[Stored data]
+ + +

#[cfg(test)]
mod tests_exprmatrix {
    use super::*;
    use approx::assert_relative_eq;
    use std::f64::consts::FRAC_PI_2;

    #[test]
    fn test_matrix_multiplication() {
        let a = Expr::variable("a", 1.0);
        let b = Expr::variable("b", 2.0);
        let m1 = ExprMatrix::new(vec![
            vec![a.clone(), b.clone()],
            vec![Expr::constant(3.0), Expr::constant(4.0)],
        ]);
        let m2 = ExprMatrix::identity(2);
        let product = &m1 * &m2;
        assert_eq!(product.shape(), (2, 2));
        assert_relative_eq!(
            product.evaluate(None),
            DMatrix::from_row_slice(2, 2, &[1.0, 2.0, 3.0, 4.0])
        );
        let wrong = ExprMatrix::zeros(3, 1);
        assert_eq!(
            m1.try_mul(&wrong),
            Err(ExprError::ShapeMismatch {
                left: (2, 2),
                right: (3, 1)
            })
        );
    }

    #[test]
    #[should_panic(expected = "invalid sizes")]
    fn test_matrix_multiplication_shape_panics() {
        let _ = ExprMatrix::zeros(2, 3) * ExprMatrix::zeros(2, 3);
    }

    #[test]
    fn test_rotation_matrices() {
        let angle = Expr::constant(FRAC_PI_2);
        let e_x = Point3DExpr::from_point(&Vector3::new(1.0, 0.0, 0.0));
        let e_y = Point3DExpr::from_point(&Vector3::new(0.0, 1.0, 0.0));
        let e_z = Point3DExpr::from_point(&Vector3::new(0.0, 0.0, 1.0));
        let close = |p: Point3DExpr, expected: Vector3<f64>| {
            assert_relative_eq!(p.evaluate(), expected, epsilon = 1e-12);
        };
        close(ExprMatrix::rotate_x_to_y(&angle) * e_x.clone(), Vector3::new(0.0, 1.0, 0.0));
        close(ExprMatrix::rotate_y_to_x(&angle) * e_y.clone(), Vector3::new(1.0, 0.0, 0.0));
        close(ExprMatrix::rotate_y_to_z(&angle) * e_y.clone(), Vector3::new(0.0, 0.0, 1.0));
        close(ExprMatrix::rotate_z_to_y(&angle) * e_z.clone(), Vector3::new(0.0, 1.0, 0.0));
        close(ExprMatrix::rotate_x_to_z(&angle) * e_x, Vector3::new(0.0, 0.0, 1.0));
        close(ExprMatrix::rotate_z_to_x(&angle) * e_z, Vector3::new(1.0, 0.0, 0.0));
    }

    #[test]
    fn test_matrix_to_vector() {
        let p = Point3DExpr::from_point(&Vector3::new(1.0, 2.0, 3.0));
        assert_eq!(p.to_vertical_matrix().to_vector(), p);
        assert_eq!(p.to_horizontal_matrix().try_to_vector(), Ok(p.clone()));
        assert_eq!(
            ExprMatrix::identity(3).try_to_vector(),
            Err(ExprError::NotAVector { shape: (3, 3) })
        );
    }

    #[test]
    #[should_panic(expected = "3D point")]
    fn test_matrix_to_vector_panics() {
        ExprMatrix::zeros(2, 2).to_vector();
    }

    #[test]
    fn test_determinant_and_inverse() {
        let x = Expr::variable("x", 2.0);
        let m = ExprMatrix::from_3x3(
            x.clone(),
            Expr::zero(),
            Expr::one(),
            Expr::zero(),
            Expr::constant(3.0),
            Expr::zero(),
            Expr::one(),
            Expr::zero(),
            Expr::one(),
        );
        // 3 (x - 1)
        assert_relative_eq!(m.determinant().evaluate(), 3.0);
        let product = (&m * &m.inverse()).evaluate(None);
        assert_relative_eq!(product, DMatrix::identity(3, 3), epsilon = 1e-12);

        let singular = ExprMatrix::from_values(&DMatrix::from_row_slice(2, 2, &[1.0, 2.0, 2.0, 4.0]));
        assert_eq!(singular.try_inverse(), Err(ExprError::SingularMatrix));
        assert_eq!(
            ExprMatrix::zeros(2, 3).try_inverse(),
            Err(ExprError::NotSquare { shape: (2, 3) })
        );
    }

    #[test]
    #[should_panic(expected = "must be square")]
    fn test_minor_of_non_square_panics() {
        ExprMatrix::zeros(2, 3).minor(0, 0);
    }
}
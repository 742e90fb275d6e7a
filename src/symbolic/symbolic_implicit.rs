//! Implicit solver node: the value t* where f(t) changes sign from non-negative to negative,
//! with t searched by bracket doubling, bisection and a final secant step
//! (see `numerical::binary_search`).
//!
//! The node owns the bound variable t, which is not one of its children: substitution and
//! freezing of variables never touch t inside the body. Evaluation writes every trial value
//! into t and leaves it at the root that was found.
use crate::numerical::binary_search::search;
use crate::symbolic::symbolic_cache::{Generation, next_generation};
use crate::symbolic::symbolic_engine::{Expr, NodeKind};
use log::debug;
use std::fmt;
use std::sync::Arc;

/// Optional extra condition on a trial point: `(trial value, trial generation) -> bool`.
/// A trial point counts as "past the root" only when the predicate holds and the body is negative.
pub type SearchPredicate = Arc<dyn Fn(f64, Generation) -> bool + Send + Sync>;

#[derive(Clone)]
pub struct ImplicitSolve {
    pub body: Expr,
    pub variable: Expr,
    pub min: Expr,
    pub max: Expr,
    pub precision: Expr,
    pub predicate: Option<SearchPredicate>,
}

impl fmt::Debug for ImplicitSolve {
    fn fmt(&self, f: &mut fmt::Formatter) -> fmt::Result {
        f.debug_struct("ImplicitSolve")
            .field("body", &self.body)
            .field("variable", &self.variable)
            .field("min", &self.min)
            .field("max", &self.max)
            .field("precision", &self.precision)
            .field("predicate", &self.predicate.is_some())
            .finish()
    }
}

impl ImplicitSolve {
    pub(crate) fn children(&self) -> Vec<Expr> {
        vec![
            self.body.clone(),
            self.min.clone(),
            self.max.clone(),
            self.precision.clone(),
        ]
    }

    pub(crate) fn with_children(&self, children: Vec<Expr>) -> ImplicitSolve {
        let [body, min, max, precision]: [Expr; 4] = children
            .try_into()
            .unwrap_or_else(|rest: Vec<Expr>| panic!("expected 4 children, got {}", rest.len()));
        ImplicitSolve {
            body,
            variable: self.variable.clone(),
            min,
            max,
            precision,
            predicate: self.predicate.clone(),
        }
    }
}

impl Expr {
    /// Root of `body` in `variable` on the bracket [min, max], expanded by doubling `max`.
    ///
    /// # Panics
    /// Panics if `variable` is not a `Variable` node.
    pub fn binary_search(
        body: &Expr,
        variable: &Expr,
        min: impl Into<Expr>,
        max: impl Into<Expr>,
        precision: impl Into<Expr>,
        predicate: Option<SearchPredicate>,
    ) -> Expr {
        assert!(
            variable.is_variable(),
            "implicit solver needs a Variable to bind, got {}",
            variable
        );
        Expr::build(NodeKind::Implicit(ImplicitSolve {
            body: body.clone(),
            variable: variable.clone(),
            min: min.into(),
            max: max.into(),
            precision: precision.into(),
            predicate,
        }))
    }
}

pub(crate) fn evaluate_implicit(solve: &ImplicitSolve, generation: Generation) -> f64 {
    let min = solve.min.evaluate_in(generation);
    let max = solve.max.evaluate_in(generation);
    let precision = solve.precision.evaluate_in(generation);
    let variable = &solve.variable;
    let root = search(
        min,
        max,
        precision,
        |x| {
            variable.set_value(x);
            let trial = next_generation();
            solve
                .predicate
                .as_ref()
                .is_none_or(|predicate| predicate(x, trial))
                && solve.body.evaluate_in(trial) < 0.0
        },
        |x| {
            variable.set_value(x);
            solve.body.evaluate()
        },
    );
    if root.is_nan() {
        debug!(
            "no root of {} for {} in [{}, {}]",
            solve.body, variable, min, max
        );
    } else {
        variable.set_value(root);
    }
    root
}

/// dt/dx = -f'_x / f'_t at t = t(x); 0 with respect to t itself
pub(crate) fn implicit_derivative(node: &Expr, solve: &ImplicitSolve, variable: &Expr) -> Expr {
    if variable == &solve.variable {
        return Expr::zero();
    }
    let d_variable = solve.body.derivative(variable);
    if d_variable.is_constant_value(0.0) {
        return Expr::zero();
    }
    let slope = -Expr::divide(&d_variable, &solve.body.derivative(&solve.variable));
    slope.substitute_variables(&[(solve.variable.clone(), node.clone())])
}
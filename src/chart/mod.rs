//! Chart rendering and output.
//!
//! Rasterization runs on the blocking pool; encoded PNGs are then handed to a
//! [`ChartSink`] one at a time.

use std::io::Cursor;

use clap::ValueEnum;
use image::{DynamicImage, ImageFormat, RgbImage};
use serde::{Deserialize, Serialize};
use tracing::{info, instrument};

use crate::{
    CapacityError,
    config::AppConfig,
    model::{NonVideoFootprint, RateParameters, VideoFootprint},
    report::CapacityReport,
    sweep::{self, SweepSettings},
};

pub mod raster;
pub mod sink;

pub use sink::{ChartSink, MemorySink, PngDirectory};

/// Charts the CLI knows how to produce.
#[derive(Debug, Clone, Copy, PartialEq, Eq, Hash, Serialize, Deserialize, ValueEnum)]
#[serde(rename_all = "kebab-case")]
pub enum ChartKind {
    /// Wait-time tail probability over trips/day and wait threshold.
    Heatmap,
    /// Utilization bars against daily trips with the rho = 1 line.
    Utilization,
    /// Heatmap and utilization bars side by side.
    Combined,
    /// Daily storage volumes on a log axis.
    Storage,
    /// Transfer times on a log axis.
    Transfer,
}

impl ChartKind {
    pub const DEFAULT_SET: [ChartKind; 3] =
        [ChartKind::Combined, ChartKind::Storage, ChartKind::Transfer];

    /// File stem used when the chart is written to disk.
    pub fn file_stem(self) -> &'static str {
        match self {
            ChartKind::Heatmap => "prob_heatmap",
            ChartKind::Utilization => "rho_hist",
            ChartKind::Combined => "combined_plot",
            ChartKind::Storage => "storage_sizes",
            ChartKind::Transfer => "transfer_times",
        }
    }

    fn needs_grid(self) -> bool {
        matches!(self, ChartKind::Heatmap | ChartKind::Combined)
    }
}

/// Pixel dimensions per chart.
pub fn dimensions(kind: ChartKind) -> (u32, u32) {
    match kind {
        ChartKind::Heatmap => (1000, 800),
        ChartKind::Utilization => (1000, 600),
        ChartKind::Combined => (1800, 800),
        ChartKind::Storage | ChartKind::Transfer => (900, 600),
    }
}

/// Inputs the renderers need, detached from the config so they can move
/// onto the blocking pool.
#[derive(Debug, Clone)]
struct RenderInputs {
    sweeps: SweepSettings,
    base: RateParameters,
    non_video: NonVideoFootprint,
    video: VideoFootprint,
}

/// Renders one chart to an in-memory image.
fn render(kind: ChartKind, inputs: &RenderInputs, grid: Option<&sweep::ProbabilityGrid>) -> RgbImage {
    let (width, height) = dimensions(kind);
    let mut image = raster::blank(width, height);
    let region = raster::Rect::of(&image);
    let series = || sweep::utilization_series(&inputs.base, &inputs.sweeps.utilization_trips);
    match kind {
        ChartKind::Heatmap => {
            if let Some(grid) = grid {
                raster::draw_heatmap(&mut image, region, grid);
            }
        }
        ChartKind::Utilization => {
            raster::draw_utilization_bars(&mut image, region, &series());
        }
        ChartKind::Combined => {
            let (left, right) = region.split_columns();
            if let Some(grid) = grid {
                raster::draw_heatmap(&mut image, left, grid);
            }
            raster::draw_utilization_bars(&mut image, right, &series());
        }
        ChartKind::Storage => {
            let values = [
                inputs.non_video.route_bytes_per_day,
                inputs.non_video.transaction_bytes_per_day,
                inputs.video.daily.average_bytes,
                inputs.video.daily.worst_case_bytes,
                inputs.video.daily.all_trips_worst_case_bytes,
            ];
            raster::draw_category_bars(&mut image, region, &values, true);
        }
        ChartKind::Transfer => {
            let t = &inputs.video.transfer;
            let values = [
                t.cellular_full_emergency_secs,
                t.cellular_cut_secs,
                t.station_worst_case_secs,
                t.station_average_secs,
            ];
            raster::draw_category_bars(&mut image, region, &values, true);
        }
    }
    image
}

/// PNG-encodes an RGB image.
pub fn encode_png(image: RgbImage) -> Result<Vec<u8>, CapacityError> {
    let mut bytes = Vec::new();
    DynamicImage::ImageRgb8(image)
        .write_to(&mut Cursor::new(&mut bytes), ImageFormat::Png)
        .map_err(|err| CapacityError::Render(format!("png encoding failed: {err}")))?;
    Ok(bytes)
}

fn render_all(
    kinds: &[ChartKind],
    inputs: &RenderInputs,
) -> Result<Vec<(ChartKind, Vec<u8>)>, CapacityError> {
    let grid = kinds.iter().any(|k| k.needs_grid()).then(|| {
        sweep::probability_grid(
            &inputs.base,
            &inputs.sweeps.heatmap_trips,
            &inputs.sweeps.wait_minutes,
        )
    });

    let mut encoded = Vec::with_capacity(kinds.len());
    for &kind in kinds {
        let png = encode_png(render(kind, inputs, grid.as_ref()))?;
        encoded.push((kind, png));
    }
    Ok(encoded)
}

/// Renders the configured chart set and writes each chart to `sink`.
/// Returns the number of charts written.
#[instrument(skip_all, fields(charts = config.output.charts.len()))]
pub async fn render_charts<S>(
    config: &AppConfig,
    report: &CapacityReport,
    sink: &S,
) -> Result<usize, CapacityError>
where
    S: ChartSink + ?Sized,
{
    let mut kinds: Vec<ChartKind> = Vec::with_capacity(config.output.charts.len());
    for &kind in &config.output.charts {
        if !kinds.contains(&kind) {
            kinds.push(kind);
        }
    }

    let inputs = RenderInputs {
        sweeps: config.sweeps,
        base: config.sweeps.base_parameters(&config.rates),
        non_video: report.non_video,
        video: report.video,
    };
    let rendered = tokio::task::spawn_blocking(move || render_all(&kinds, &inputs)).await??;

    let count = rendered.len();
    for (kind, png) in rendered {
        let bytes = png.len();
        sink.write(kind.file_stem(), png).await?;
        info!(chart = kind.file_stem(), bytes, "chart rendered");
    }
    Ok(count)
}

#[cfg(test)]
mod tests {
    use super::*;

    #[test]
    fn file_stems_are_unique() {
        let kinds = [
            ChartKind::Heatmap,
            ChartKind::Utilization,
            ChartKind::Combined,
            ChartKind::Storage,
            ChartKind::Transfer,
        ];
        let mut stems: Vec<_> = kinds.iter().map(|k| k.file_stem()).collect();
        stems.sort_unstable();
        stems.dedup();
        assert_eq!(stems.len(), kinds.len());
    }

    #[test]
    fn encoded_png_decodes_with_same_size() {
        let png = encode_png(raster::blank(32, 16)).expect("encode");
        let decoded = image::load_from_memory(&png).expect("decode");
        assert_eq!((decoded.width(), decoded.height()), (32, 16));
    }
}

+ + +

- **YOUR ASSIGNMENT**:
Please output exactly the lines between the one holding "rho = 1 line." and the one holding "written to disk." in the records above, inclusive, and nothing more.

- **EXERCISE ANSWER**:
    /// Utilization bars against daily trips with the rho = 1 line.
    Utilization,
    /// Heatmap and utilization bars side by side.
    Combined,
    /// Daily storage volumes on a log axis.
    Storage,
    /// Transfer times on a log axis.
    Transfer,
}

impl ChartKind {
    pub const DEFAULT_SET: [ChartKind; 3] =
        [ChartKind::Combined, ChartKind::Storage, ChartKind::Transfer];

    /// File stem used when the chart is written to disk.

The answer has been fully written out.